# Work instruction
Beneath this instruction is a block of data; output from it exactly the lines that run from the one containing "let mut y = transform(&ys);" through the one containing "pub fn filter_union(stores: &Stores, plot: EntityId)", inclusive.

# Records to process
//! Dataflow Engine.
//!
//! Recomputes each plot's derived dataset from its source rows and cascades
//! the change downstream.
//!
//! Requests are coalesced into two batches: a fast batch for direct edits
//! and a slow batch for rescheduled work. When a batch comes due it becomes
//! a [`Cascade`]: the requested plots plus everything downstream of them,
//! processed one plot per engine turn in dependency order. Structural edits
//! advance a transaction counter; a cascade that observes a newer
//! transaction before its next hop stops and hands its remaining plots to
//! the slow batch.

use super::graph::PlotGraph;
use crate::core::config::DataflowConfig;
use crate::core::error::SyncResult;
use crate::core::time::{earliest, CoalescingWindow};
use crate::storage::{SourceRow, StorageHandle};
use crate::store::{EntityId, Plot, PlotRow, Stores};
use serde_json::Value;
use std::collections::{BTreeSet, VecDeque};
use std::time::Duration;
use tokio::time::Instant;

/// Which batch a request lands in.
#[derive(Debug, Clone, Copy, PartialEq, Eq)]
pub enum Tier {
    Fast,
    Slow,
}

#[derive(Debug)]
struct Batch {
    window: CoalescingWindow,
    plots: BTreeSet<EntityId>,
}

impl Batch {
    fn new(window: Duration) -> Self {
        Self {
            window: CoalescingWindow::new(window),
            plots: BTreeSet::new(),
        }
    }

    fn add(&mut self, plot: EntityId, now: Instant) {
        self.plots.insert(plot);
        self.window.open(now);
    }

    fn take(&mut self) -> BTreeSet<EntityId> {
        self.window.close();
        std::mem::take(&mut self.plots)
    }
}

/// A running cascade.
#[derive(Debug)]
pub struct Cascade {
    epoch: u64,
    work: BTreeSet<EntityId>,
    queue: VecDeque<EntityId>,
    done: BTreeSet<EntityId>,
}

impl Cascade {
    /// Plots still waiting, in rotation order.
    pub fn pending(&self) -> impl Iterator<Item = &EntityId> {
        self.queue.iter()
    }
}

/// Batching, ordering and cancellation state of the recompute pipeline.
#[derive(Debug)]
pub struct Dataflow {
    transaction: u64,
    fast: Batch,
    slow: Batch,
    cascade: Option<Cascade>,
}

impl Dataflow {
    pub fn new(config: &DataflowConfig) -> Self {
        Self {
            transaction: 0,
            fast: Batch::new(Duration::from_millis(config.fast_window_ms)),
            slow: Batch::new(Duration::from_millis(config.slow_window_ms)),
            cascade: None,
        }
    }

    /// Current transaction counter.
    pub fn transaction(&self) -> u64 {
        self.transaction
    }

    /// Record a structural change.
    pub fn bump(&mut self) -> u64 {
        self.transaction += 1;
        tracing::trace!(transaction = self.transaction, "transaction advanced");
        self.transaction
    }

    /// Queue a plot for recompute.
    pub fn request(&mut self, plot: EntityId, tier: Tier, now: Instant) {
        match tier {
            Tier::Fast => self.fast.add(plot, now),
            Tier::Slow => self.slow.add(plot, now),
        }
    }

    /// Whether a cascade is in progress.
    pub fn is_cascading(&self) -> bool {
        self.cascade.is_some()
    }

    /// The running cascade, if any.
    pub fn cascade(&self) -> Option<&Cascade> {
        self.cascade.as_ref()
    }

    /// Plots queued in a batch.
    pub fn queued(&self, tier: Tier) -> &BTreeSet<EntityId> {
        match tier {
            Tier::Fast => &self.fast.plots,
            Tier::Slow => &self.slow.plots,
        }
    }

    /// When the next batch comes due. `None` while a cascade is running or
    /// nothing is queued.
    pub fn next_deadline(&self) -> Option<Instant> {
        if self.cascade.is_some() {
            return None;
        }
        earliest(self.fast.window.deadline(), self.slow.window.deadline())
    }

    /// Start a cascade from the first due batch, fast before slow. Returns
    /// whether a cascade started.
    pub fn start_due(
        &mut self,
        now: Instant,
        graph: &PlotGraph,
        exists: impl Fn(EntityId) -> bool,
    ) -> bool {
        if self.cascade.is_some() {
            return false;
        }
        let (tier, roots) = if self.fast.window.is_due(now) {
            (Tier::Fast, self.fast.take())
        } else if self.slow.window.is_due(now) {
            (Tier::Slow, self.slow.take())
        } else {
            return false;
        };

        let work: BTreeSet<EntityId> = graph
            .with_descendants(roots.iter().copied().filter(|p| exists(*p)))
            .into_iter()
            .filter(|p| exists(*p))
            .collect();
        if work.is_empty() {
            return false;
        }
        tracing::debug!(
            ?tier,
            roots = roots.len(),
            plots = work.len(),
            transaction = self.transaction,
            "cascade started"
        );
        self.cascade = Some(Cascade {
            epoch: self.transaction,
            queue: work.iter().copied().collect(),
            work,
            done: BTreeSet::new(),
        });
        true
    }

    /// Next plot whose upstreams within the cascade are all done.
    ///
    /// Rotates past plots that still wait on an upstream. Deleted plots are
    /// dropped. If the transaction moved on since the cascade began, the
    /// cascade stops and its remaining live plots go to the slow batch.
    pub fn next_ready(
        &mut self,
        graph: &PlotGraph,
        exists: impl Fn(EntityId) -> bool,
        now: Instant,
    ) -> Option<EntityId> {
        let cascade = self.cascade.as_mut()?;

        if cascade.epoch != self.transaction {
            let remaining: Vec<EntityId> = cascade.queue.drain(..).filter(|p| exists(*p)).collect();
            tracing::debug!(
                epoch = cascade.epoch,
                transaction = self.transaction,
                rescheduled = remaining.len(),
                "stale cascade rescheduled"
            );
            self.cascade = None;
            for plot in remaining {
                self.slow.add(plot, now);
            }
            return None;
        }

        cascade.queue.retain(|p| exists(*p));
        let mut rotations = 0;
        while let Some(plot) = cascade.queue.pop_front() {
            let waiting = graph
                .upstreams(plot)
                .into_iter()
                .any(|up| cascade.work.contains(&up) && !cascade.done.contains(&up) && exists(up));
            if !waiting || rotations >= cascade.queue.len() + 1 {
                if waiting {
                    tracing::warn!(plot_id = plot, "cascade stalled on a cycle, recomputing anyway");
                }
                return Some(plot);
            }
            cascade.queue.push_back(plot);
            rotations += 1;
        }

        tracing::debug!(plots = cascade.done.len(), "cascade finished");
        self.cascade = None;
        None
    }

    /// Mark a plot handed out by [`next_ready`](Self::next_ready) as done.
    pub fn complete(&mut self, plot: EntityId) {
        if let Some(cascade) = self.cascade.as_mut() {
            cascade.done.insert(plot);
        }
    }
}

/// Derived dataset of one plot.
#[derive(Debug, Clone, PartialEq)]
pub struct Derived {
    pub rows: Vec<PlotRow>,
    /// Row ids the plot exposes downstream, or `None` when nothing is
    /// filtered out.
    pub kept: Option<Vec<i64>>,
}

/// Map raw dimension values to numbers. Numbers (and numeric strings) pass
/// through, booleans become 0/1 and other strings become their index among
/// the sorted distinct strings.
fn transform(values: &[&Value]) -> Vec<Option<f64>> {
    let categories: BTreeSet<&str> = values
        .iter()
        .filter_map(|v| v.as_str())
        .filter(|s| s.trim().parse::<f64>().is_err())
        .collect();
    values
        .iter()
        .map(|value| match value {
            Value::Number(n) => n.as_f64(),
            Value::Bool(b) => Some(if *b { 1.0 } else { 0.0 }),
            Value::String(s) => match s.trim().parse::<f64>() {
                Ok(n) if n.is_finite() => Some(n),
                _ => categories.iter().position(|c| c == s).map(|i| i as f64),
            },
            _ => None,
        })
        .collect()
}

/// Min/max normalize into [0, 1]. A constant column maps to 0.5.
fn normalize(values: &mut [Option<f64>]) {
    let (min, max) = values
        .iter()
        .flatten()
        .fold((f64::INFINITY, f64::NEG_INFINITY), |(lo, hi), v| (lo.min(*v), hi.max(*v)));
    for value in values.iter_mut().flatten() {
        *value = if max > min { (*value - min) / (max - min) } else { 0.5 };
    }
}

/// Replace each value with its rank among the non-null values, scaled to
/// [0, 1]. Ties keep source order.
fn rank(values: &mut [Option<f64>]) {
    let mut order: Vec<(usize, f64)> = values
        .iter()
        .enumerate()
        .filter_map(|(i, v)| v.map(|v| (i, v)))
        .collect();
    order.sort_by(|a, b| a.1.total_cmp(&b.1));
    let n = order.len();
    for (rank, (index, _)) in order.into_iter().enumerate() {
        values[index] = Some(if n > 1 { rank as f64 / (n - 1) as f64 } else { 0.5 });
    }
}

/// Snap to the center of one of `bins` equal-width bins.
fn snap(value: f64, bins: u32) -> f64 {
    let bins = f64::from(bins);
    let bin = (value * bins).floor().clamp(0.0, bins - 1.0);
    (bin + 0.5) / bins
}

/// Derive a plot's dataset from its source rows. `includes` is the union of
/// the bound filters' inclusion sets, or `None` when the plot has no filter.
pub fn derive_rows(source: &[SourceRow], plot: &Plot, includes: Option<&BTreeSet<i64>>) -> Derived {
    let xs: Vec<&Value> = source.iter().map(|r| &r.x).collect();
    let ys: Vec<&Value> = source.iter().map(|r| &r.y).collect();
    let mut x = transform(&xs);
    let mut y = transform(&ys);
    normalize(&mut x);
    normalize(&mut y);
    if plot.use_sort() {
        rank(&mut y);
    }
    let bins = plot.aggregation_level();
    if bins > 0 {
        for value in x.iter_mut().chain(y.iter_mut()).flatten() {
            *value = snap(*value, bins);
        }
    }

    let rows: Vec<PlotRow> = source
        .iter()
        .zip(x.into_iter().zip(y))
        .map(|(row, (x, y))| PlotRow {
            row_id: row.row_id,
            x,
            y,
            filtered: plot.use_filter() && includes.is_some_and(|set| !set.contains(&row.row_id)),
        })
        .collect();

    let kept = rows
        .iter()
        .any(|r| r.filtered)
        .then(|| rows.iter().filter(|r| !r.filtered).map(|r| r.row_id).collect());
    Derived { rows, kept }
}

/// Union of the inclusion sets of every filter drawn on `plot`, or `None`
/// when it has none.
pub fn filter_union(stores: &Stores, plot: EntityId) -> Option<BTreeSet<i64>> {
    let mut bound = stores.filters.iter().filter(|f| f.origin() == plot).peekable();
    bound.peek()?;
    Some(bound.flat_map(|f| f.includes().iter().copied()).collect())
}

/// Recompute one plot: read its source rows, derive the dataset, store it
/// and republish the plot's view. Returns whether the dataset changed.
pub async fn recompute_plot(
    stores: &mut Stores,
    storage: &StorageHandle,
    graph: &PlotGraph,
    plot_id: EntityId,
) -> SyncResult<bool> {
    let Some(plot) = stores.plots.get_cached(plot_id) else {
        return Ok(false);
    };
    let upstreams: Vec<EntityId> = graph
        .upstreams(plot_id)
        .into_iter()
        .filter(|p| stores.plots.contains(*p))
        .collect();
    let source = storage
        .source_rows(upstreams.clone(), plot.dim_x().to_string(), plot.dim_y().to_string())
        .await?;
    let includes = filter_union(stores, plot_id);
    let derived = match stores.plots.get_cached(plot_id) {
        Some(plot) => derive_rows(&source, plot, includes.as_ref()),
        None => return Ok(false),
    };

    let changed = stores
        .plots
        .edit(plot_id, None, |p| p.set_data(derived.rows))
        .unwrap_or(false);
    storage.replace_view(plot_id, upstreams, derived.kept).await?;
    tracing::debug!(plot_id, changed, "plot recomputed");
    Ok(changed)
}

# Solution
    let mut y = transform(&ys);
    normalize(&mut x);
    normalize(&mut y);
    if plot.use_sort() {
        rank(&mut y);
    }
    let bins = plot.aggregation_level();
    if bins > 0 {
        for value in x.iter_mut().chain(y.iter_mut()).flatten() {
            *value = snap(*value, bins);
        }
    }

    let rows: Vec<PlotRow> = source
        .iter()
        .zip(x.into_iter().zip(y))
        .map(|(row, (x, y))| PlotRow {
            row_id: row.row_id,
            x,
            y,
            filtered: plot.use_filter() && includes.is_some_and(|set| !set.contains(&row.row_id)),
        })
        .collect();

    let kept = rows
        .iter()
        .any(|r| r.filtered)
        .then(|| rows.iter().filter(|r| !r.filtered).map(|r| r.row_id).collect());
    Derived { rows, kept }
}

/// Union of the inclusion sets of every filter drawn on `plot`, or `None`
/// when it has none.
pub fn filter_union(stores: &Stores, plot: EntityId) -> Option<BTreeSet<i64>> {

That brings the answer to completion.